"Parametric design is a design method in which features, such as building elements and engineering components, are shaped based on algorithmic processes rather than direct manipulation."
- The use of algorithms and software to generate complex geometries based on specific parameters or constraints.
Computational design: The use of algorithms and computer programs to create architecture.
Generative design: Using algorithms to create a large number of different design options.
Parametric modeling: Creating complex geometries that can be easily changed through changing parameters.
Grasshopper: A visual programming language for creating parametric models.
Rhino: A 3D modeling software commonly used in parametric design.
Digital fabrication: Using computer-controlled machines to produce physical models or buildings.
Additive manufacturing: Building 3D models layer by layer from a digital file.
Digital sculpting: Creating complex geometries using software that mimics traditional sculpting tools.
Computational fluid dynamics: Using models to simulate fluid flow and optimize building designs.
Structural analysis: Analyzing the structural performance of a building or component using computer models.
Material performance analysis: Analyzing the performance of building materials using digital models and simulations.
Building information modeling: Using digital models to simulate the lifecycle of a building from design to construction to maintenance and eventual demolition.
Integrative design: A design approach that takes into consideration multiple aspects of a building, such as environmental impact, energy efficiency, structural performance, and aesthetics, in a holistic manner.
Kinetic architecture: Buildings or components that can move or change shape in response to different conditions, such as temperature or wind.
Parametric urbanism: Applying parametric design principles to urban planning and creating complex urban geometries.
Algorithmic design: Algorithmic design involves using mathematical algorithms to generate design solutions. It can create intricate and complex geometries that are difficult to design manually.
Generative design: Generative design involves using algorithms to explore and generate various design options. It takes into account design constraints and objectives and can lead to optimized and efficient designs.
Computational design: Computational design uses computer software and algorithms to create designs that are optimized for performance, sustainability, and cost-effectiveness.
Responsive design: Responsive design involves using sensors and other inputs to create designs that respond to their environment. For example, a building's facade might change based on the angle of the sun or the time of day.

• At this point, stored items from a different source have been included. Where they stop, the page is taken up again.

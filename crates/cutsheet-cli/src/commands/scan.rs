use cutsheet_core::error::CutsheetError;
use cutsheet_core::extraction::PdfScanner;
use std::path::PathBuf;

use crate::scanner::pdf_scanner;

pub fn run(
    pdf_file: PathBuf,
    output_file: Option<PathBuf>,
    timeout: u64,
) -> Result<(), CutsheetError> {
    let pdf_bytes = std::fs::read(&pdf_file)?;
    let doc = pdf_scanner(timeout).scan(&pdf_bytes)?;
    let json = serde_json::to_string_pretty(&doc)?;

    match output_file {
        Some(path) => {
            std::fs::write(&path, json)?;
            eprintln!(
                "Scanned {} page(s), {} table(s), written to {}",
                doc.page_count(),
                doc.table_count(),
                path.display()
            );
        }
        None => println!("{json}"),
    }

    Ok(())
}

Evolutionary design: Evolutionary design involves using genetic algorithms to "evolve" designs over time. The algorithm evaluates each design and selects the best ones to pass on to the next generation, eventually arriving at an optimal solution.
Distributed design: Distributed design involves breaking down the design process into smaller, discrete modules that can be designed independently and then combined to create a final design. This approach is particularly useful for designing large, complex systems.
Interactive design: Interactive design involves creating designs that respond to user input. For example, a building might change its shape or interior layout based on the preferences of its occupants.
Parametric optimization: Parametric optimization involves using computational tools to optimize design parameters such as cost, weight, or energy consumption. This can lead to more efficient and sustainable designs.
Data-driven design: Data-driven design involves using big data and analytics to inform the design process. For example, a building's design might be optimized based on data about how people use similar buildings.
"Parameters and rules establish the relationship between design intent and design response."
"The term parametric refers to the input parameters that are fed into the algorithms."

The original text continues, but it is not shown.